Your task: Scan each line of the records for the word "impl" and extract the ones that have it.

Collected data

.....

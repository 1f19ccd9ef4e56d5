//! Tests for `AppError` → HTTP response mapping.
//!
//! These call `IntoResponse` directly on `AppError` values; no router needed.

use axum::http::StatusCode;
use axum::response::IntoResponse;
use http_body_util::BodyExt;
use tunedrop_api::error::AppError;
use tunedrop_core::error::{CoreError, PersistenceError, SubmitError, ValidationIssue};

async fn error_to_response(err: AppError) -> (StatusCode, serde_json::Value) {
    let response = err.into_response();
    let status = response.status();
    let bytes = response.into_body().collect().await.unwrap().to_bytes();
    let json: serde_json::Value = serde_json::from_slice(&bytes).unwrap();
    (status, json)
}

#[tokio::test]
async fn not_found_error_returns_404() {
    let err = AppError::Core(CoreError::NotFound {
        entity: "session",
        id: "42".into(),
    });

    let (status, json) = error_to_response(err).await;

    assert_eq!(status, StatusCode::NOT_FOUND);
    assert_eq!(json["code"], "NOT_FOUND");
    assert_eq!(json["error"], "session with id 42 not found");
}

#[tokio::test]
async fn conflict_error_returns_409() {
    let err = AppError::Core(CoreError::Conflict("2 upload(s) still in progress".into()));

    let (status, json) = error_to_response(err).await;

    assert_eq!(status, StatusCode::CONFLICT);
    assert_eq!(json["code"], "CONFLICT");
    assert!(json.get("issues").is_none());
}

#[tokio::test]
async fn unauthorized_error_returns_401() {
    let err = AppError::Core(CoreError::Unauthorized("Invalid or expired token".into()));

    let (status, json) = error_to_response(err).await;

    assert_eq!(status, StatusCode::UNAUTHORIZED);
    assert_eq!(json["error"], "Invalid or expired token");
}

#[tokio::test]
async fn invalid_submission_returns_422_with_every_issue() {
    let err = AppError::Submit(SubmitError::Invalid(vec![
        ValidationIssue::new("composition_splits", "Composition splits must total 100%"),
        ValidationIssue::new("title", "Title is required"),
    ]));

    let (status, json) = error_to_response(err).await;

    assert_eq!(status, StatusCode::UNPROCESSABLE_ENTITY);
    assert_eq!(json["code"], "VALIDATION_ERROR");
    let issues = json["issues"].as_array().unwrap();
    assert_eq!(issues.len(), 2);
    assert_eq!(issues[0]["field"], "composition_splits");
    assert_eq!(issues[1]["message"], "Title is required");
}

#[tokio::test]
async fn duplicate_submission_returns_409() {
    let (status, json) = error_to_response(AppError::Submit(SubmitError::InProgress)).await;

    assert_eq!(status, StatusCode::CONFLICT);
    assert_eq!(json["code"], "SUBMISSION_IN_PROGRESS");
}

#[tokio::test]
async fn persistence_failure_returns_502_with_its_message() {
    let err = AppError::Submit(SubmitError::Persistence(PersistenceError(
        "duplicate key value".into(),
    )));

    let (status, json) = error_to_response(err).await;

    assert_eq!(status, StatusCode::BAD_GATEWAY);
    assert_eq!(json["code"], "PERSISTENCE_ERROR");
    assert!(json["error"].as_str().unwrap().contains("duplicate key value"));
}

#[tokio::test]
async fn internal_error_returns_500_and_sanitizes_message() {
    let err = AppError::InternalError("secret credentials leaked".into());

    let (status, json) = error_to_response(err).await;

    assert_eq!(status, StatusCode::INTERNAL_SERVER_ERROR);
    assert_eq!(json["code"], "INTERNAL_ERROR");
    assert_eq!(json["error"], "An internal error occurred");
}
//! Path following: path representation and the pure pursuit tracker

pub mod pure_pursuit;

pub use pure_pursuit::PurePursuit;

use crate::common::Point;

/// Ordered waypoints for a follow-path command.
///
/// Loaded once and shared read-only (usually behind an `Arc`) for the
/// duration of the commands that follow it.
#[derive(Debug, Clone, PartialEq, Default)]
pub struct Path {
    points: Vec<Point>,
}

impl Path {
    pub fn new(points: Vec<Point>) -> Self {
        Path { points }
    }

    pub fn points(&self) -> &[Point] {
        &self.points
    }

    pub fn len(&self) -> usize {
        self.points.len()
    }

    pub fn is_empty(&self) -> bool {
        self.points.is_empty()
    }

    pub fn last(&self) -> Option<Point> {
        self.points.last().copied()
    }

    /// Path length from `index` to the final point
    pub fn length_from(&self, index: usize) -> f64 {
        self.points
            .get(index..)
            .map(|tail| tail.windows(2).map(|w| w[0].distance(&w[1])).sum())
            .unwrap_or(0.0)
    }
}

impl From<Vec<(f64, f64)>> for Path {
    fn from(points: Vec<(f64, f64)>) -> Self {
        Path::new(points.into_iter().map(Point::from).collect())
    }
}
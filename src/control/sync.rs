//! State shared between the control loop and its callers.
//!
//! The loop is the only writer. It publishes a complete [`ExecutionState`]
//! on a watch channel after every tick; callers block on that channel
//! instead of polling.

use std::collections::VecDeque;

use tokio::sync::watch;

use super::commands::{CommandId, CommandReport, QueuedCommand};
use super::controllers::DriveOutput;
use super::executor::ActiveStatus;
use crate::common::Pose;
use crate::error::{MotionError, Result};
use crate::lifecycle::CompetitionMode;

/// Messages from [`crate::Chassis`] handles to the loop
#[derive(Debug, Clone)]
pub enum Request {
    Enqueue(QueuedCommand),
    /// Drop queued work and pre-empt the active command
    Interrupt(QueuedCommand),
    /// Cancel the active command and everything queued
    Cancel,
    ResetPose(Pose),
    /// Driver stick values in `[-1, 1]`
    Tank { left: f64, right: f64 },
}

/// Snapshot published by the loop once per tick
#[derive(Debug, Clone, PartialEq)]
pub struct ExecutionState {
    pub pose: Pose,
    pub mode: CompetitionMode,
    pub active: Option<ActiveStatus>,
    pub queued: usize,
    /// Commands that reached a terminal outcome, in id order
    pub completed_count: u64,
    pub ticks: u64,
    /// False while sensor reads keep failing
    pub pose_trusted: bool,
    pub output: DriveOutput,
    /// Most recent terminal reports, oldest first
    pub recent: VecDeque<CommandReport>,
    /// Every command that ended `Cancelled`, kept past the report history
    pub cancelled: CancelledIds,
}

/// Set of cancelled command ids stored as merged inclusive ranges.
///
/// A stop cancels a run of consecutive ids, so this grows by one range per
/// stop rather than per command.
#[derive(Debug, Clone, Default, PartialEq, Eq)]
pub struct CancelledIds {
    ranges: Vec<(u64, u64)>,
}

impl CancelledIds {
    /// Ids must be inserted in increasing order, which completion order
    /// guarantees.
    pub fn insert(&mut self, id: CommandId) {
        match self.ranges.last_mut() {
            Some((_, end)) if id.0 <= *end => {}
            Some((_, end)) if id.0 == *end + 1 => *end = id.0,
            _ => self.ranges.push((id.0, id.0)),
        }
    }

    pub fn contains(&self, id: CommandId) -> bool {
        let after = self.ranges.partition_point(|&(start, _)| start <= id.0);
        after > 0 && id.0 <= self.ranges[after - 1].1
    }
}

impl ExecutionState {
    pub fn new(pose: Pose, mode: CompetitionMode) -> Self {
        ExecutionState {
            pose,
            mode,
            active: None,
            queued: 0,
            completed_count: 0,
            ticks: 0,
            pose_trusted: true,
            output: DriveOutput::STOPPED,
            recent: VecDeque::new(),
            cancelled: CancelledIds::default(),
        }
    }

    /// Ids are handed out from 1 and complete in order, so `id` is done
    /// once the completed count reaches it.
    pub fn is_finished(&self, id: CommandId) -> bool {
        self.completed_count >= id.0
    }

    /// Terminal report for `id`, if still in the recent history
    pub fn report(&self, id: CommandId) -> Option<&CommandReport> {
        self.recent.iter().rev().find(|report| report.id == id)
    }

    pub fn is_idle(&self) -> bool {
        self.active.is_none() && self.queued == 0
    }

    fn gate(&self, condition: &WaitCondition) -> Gate {
        let open = match *condition {
            WaitCondition::DistanceThreshold { id, distance } => {
                let reached = self
                    .active
                    .is_some_and(|active| active.id == id && active.distance >= distance);
                if reached {
                    return Gate::Open;
                }
                self.is_finished(id).then_some(id)
            }
            WaitCondition::CommandCountThreshold(count) => {
                (self.completed_count >= count).then_some(CommandId(count))
            }
            WaitCondition::AllDone { last } => {
                (self.is_finished(last) && self.is_idle()).then_some(last)
            }
        };
        match open {
            None => Gate::Pending,
            Some(id) if self.cancelled.contains(id) => Gate::Cancelled(id),
            Some(_) => Gate::Open,
        }
    }
}

/// What a waiter blocks on
#[derive(Debug, Clone, Copy, PartialEq)]
pub enum WaitCondition {
    /// Command `id` has travelled `distance` or terminated
    DistanceThreshold { id: CommandId, distance: f64 },
    /// At least `n` commands have terminated
    CommandCountThreshold(u64),
    /// Everything up to `last` has terminated and the queue is empty
    AllDone { last: CommandId },
}

#[derive(Debug, Clone, Copy, PartialEq)]
enum Gate {
    Pending,
    Open,
    Cancelled(CommandId),
}

/// Block until `condition` holds in a published state
pub(crate) async fn wait_on(
    rx: &mut watch::Receiver<ExecutionState>,
    condition: WaitCondition,
) -> Result<()> {
    let gate = {
        let state = rx
            .wait_for(|state| state.gate(&condition) != Gate::Pending)
            .await
            .map_err(|_| MotionError::LoopStopped)?;
        state.gate(&condition)
    };
    match gate {
        Gate::Cancelled(id) => Err(MotionError::Cancelled(id)),
        _ => Ok(()),
    }
}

.....

Solution to the problem:
impl Path {
impl From<Vec<(f64, f64)>> for Path {
impl CancelledIds {
impl ExecutionState {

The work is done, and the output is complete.